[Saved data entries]

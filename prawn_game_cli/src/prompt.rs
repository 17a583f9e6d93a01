use std::fmt;

use serde::{Deserialize, Serialize};

pub type PromptId = u32;

/// One catalog entry. Never mutated once the catalog is loaded.
#[derive(Clone, Debug, Eq, PartialEq, Hash, Serialize, Deserialize)]
pub struct Prompt {
    pub id: PromptId,
    pub text: String,
    #[serde(default, skip_serializing_if = "Option::is_none")]
    pub category: Option<String>,
    #[serde(default)]
    pub wildcard: bool,
}

impl Prompt {
    pub fn new(id: PromptId, text: impl Into<String>) -> Self {
        Self { id, text: text.into(), category: None, wildcard: false }
    }

    pub fn in_category(mut self, category: impl Into<String>) -> Self {
        self.category = Some(category.into());
        self
    }

    pub fn as_wildcard(mut self) -> Self {
        self.wildcard = true;
        self
    }

    pub fn is_universal(&self) -> bool {
        self.category.is_none()
    }
}

impl fmt::Display for Prompt {
    fn fmt(&self, f: &mut fmt::Formatter<'_>) -> fmt::Result {
        if self.wildcard {
            write!(f, "[wildcard] {}", self.text)
        } else {
            write!(f, "{}", self.text)
        }
    }
}

#[cfg(test)]
mod tests {
    use super::*;

    #[test]
    fn missing_fields_take_defaults() {
        let p: Prompt = serde_json::from_str(r#"{ "id": 7, "text": "hi" }"#).unwrap();
        assert_eq!(p, Prompt::new(7, "hi"));
        assert!(p.is_universal());
        assert!(!p.wildcard);
    }

    #[test]
    fn wildcard_display_carries_badge() {
        let q = Prompt::new(1, "Why?").in_category("Reflection");
        let w = Prompt::new(2, "Hug someone.").as_wildcard();
        assert_eq!(q.to_string(), "Why?");
        assert_eq!(w.to_string(), "[wildcard] Hug someone.");
    }
}
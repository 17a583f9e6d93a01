//! The Prawn Game: a shuffled deck of conversation cards.
//!
//! The deck session and turn rotation are plain in-memory state machines;
//! `game::Game` drives them in lock-step for whatever front end embeds it.

pub mod catalog;
pub mod deck;
pub mod game;
pub mod input;
pub mod logger;
pub mod prompt;
pub mod rotation;
pub mod shuffle;
use std::io::{self, BufRead, Write};

/// Prints `prompt` and reads one line. `None` on end of input.
pub fn read_line(prompt: &str) -> Option<String> {
    print!("{prompt}");
    let _ = io::stdout().flush();

    let mut buf = String::new();
    match io::stdin().lock().read_line(&mut buf) {
        Ok(0) | Err(_) => None,
        Ok(_) => Some(buf),
    }
}

/// A card set picked either by its 1-based position on screen or by id.
#[derive(Clone, Debug, PartialEq, Eq)]
pub enum SetRef {
    Position(usize),
    Id(String),
}

#[derive(Clone, Debug, PartialEq, Eq)]
pub enum Command {
    Next,
    Prev,
    Flip,
    ToggleSet(SetRef),
    ToggleWildcards,
    AddPlayer(String),
    /// 1-based, as listed.
    RemovePlayer(usize),
    MovePlayer(usize, usize),
    ShufflePlayers,
    Start,
    Options,
    ShowLog,
    Help,
    Quit,
}

impl Command {
    pub fn parse(line: &str) -> Option<Command> {
        let line = line.trim();
        let (head, rest) = match line.split_once(char::is_whitespace) {
            Some((h, r)) => (h, r.trim()),
            None => (line, ""),
        };
        let position = |s: &str| s.parse::<usize>().ok().filter(|&n| n > 0);

        let cmd = match head.to_lowercase().as_str() {
            "n" | "next" | "" if rest.is_empty() => Command::Next,
            "p" | "prev" | "back" => Command::Prev,
            "f" | "flip" => Command::Flip,
            "t" | "toggle" if !rest.is_empty() => match position(rest) {
                Some(n) => Command::ToggleSet(SetRef::Position(n)),
                None => Command::ToggleSet(SetRef::Id(rest.to_string())),
            },
            "w" | "wild" | "wildcards" => Command::ToggleWildcards,
            "a" | "add" if !rest.is_empty() => Command::AddPlayer(rest.to_string()),
            "r" | "remove" => Command::RemovePlayer(position(rest)?),
            "m" | "move" => {
                let mut parts = rest.split_whitespace();
                let from = position(parts.next()?)?;
                let to = position(parts.next()?)?;
                Command::MovePlayer(from, to)
            }
            "x" | "shuffle" => Command::ShufflePlayers,
            "s" | "start" => Command::Start,
            "o" | "options" => Command::Options,
            "log" => Command::ShowLog,
            "h" | "help" | "?" => Command::Help,
            "q" | "quit" | "exit" => Command::Quit,
            _ => return None,
        };
        Some(cmd)
    }
}
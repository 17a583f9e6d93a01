use rand::rngs::StdRng;
use rand::{Rng, SeedableRng};

/// Source of uniform indices for shuffling. Swap in a seeded or scripted
/// implementation for reproducible sessions.
pub trait Randomizer {
    /// Uniform index in `[0, max]`.
    fn index_upto(&mut self, max: usize) -> usize;
}

pub struct RngShuffler<R = StdRng> {
    rng: R,
}

impl RngShuffler<StdRng> {
    pub fn from_entropy() -> Self {
        Self { rng: StdRng::from_entropy() }
    }

    pub fn seeded(seed: u64) -> Self {
        Self { rng: StdRng::seed_from_u64(seed) }
    }
}

impl<R: Rng> RngShuffler<R> {
    pub fn with_rng(rng: R) -> Self {
        Self { rng }
    }
}

impl<R: Rng> Randomizer for RngShuffler<R> {
    fn index_upto(&mut self, max: usize) -> usize {
        self.rng.gen_range(0..=max)
    }
}

/// Fisher-Yates over a copy; the caller's slice is left alone.
pub fn shuffled<T: Clone>(items: &[T], rng: &mut impl Randomizer) -> Vec<T> {
    let mut out = items.to_vec();
    for i in (1..out.len()).rev() {
        let j = rng.index_upto(i);
        out.swap(i, j);
    }
    out
}
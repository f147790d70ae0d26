//! Integration tests for sandrun
//!
//! These tests require `python3` and `node` on PATH.
//! Run with: cargo test -p sandrun --features integration-tests

#![cfg(feature = "integration-tests")]

use std::fs;
use std::path::Path;

use sandrun::{Config, Runner};

mod execution;
mod resource_limits;

const FIXTURES_PATH: &str = concat!(env!("CARGO_MANIFEST_DIR"), "/tests/fixtures");

/// Helper to get fixture file content
pub(crate) fn fixture_source(name: &str) -> String {
    let path = format!("{FIXTURES_PATH}/sources/{name}");
    fs::read_to_string(&path).unwrap_or_else(|e| panic!("Failed to read fixture {path}: {e}"))
}

/// Create a runner with the default config whose workspaces live under `root`
pub(crate) fn test_runner(root: &Path) -> Runner {
    let mut config = Config::default();
    config.workspace.root = Some(root.to_path_buf());
    Runner::new(config)
}

/// Assert that every workspace under `root` has been removed
pub(crate) fn assert_no_workspaces(root: &Path) {
    let leftovers: Vec<_> = fs::read_dir(root)
        .expect("Failed to read workspace root")
        .map(|entry| entry.unwrap().file_name())
        .collect();
    assert!(leftovers.is_empty(), "leftover workspaces: {leftovers:?}");
}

• Exercise instructions:
The answer must be every line of the records that contains the word "text".

• Your response:
    pub text: String,
    pub fn new(id: PromptId, text: impl Into<String>) -> Self {
        Self { id, text: text.into(), category: None, wildcard: false }
            write!(f, "[wildcard] {}", self.text)
            write!(f, "{}", self.text)
        let p: Prompt = serde_json::from_str(r#"{ "id": 7, "text": "hi" }"#).unwrap();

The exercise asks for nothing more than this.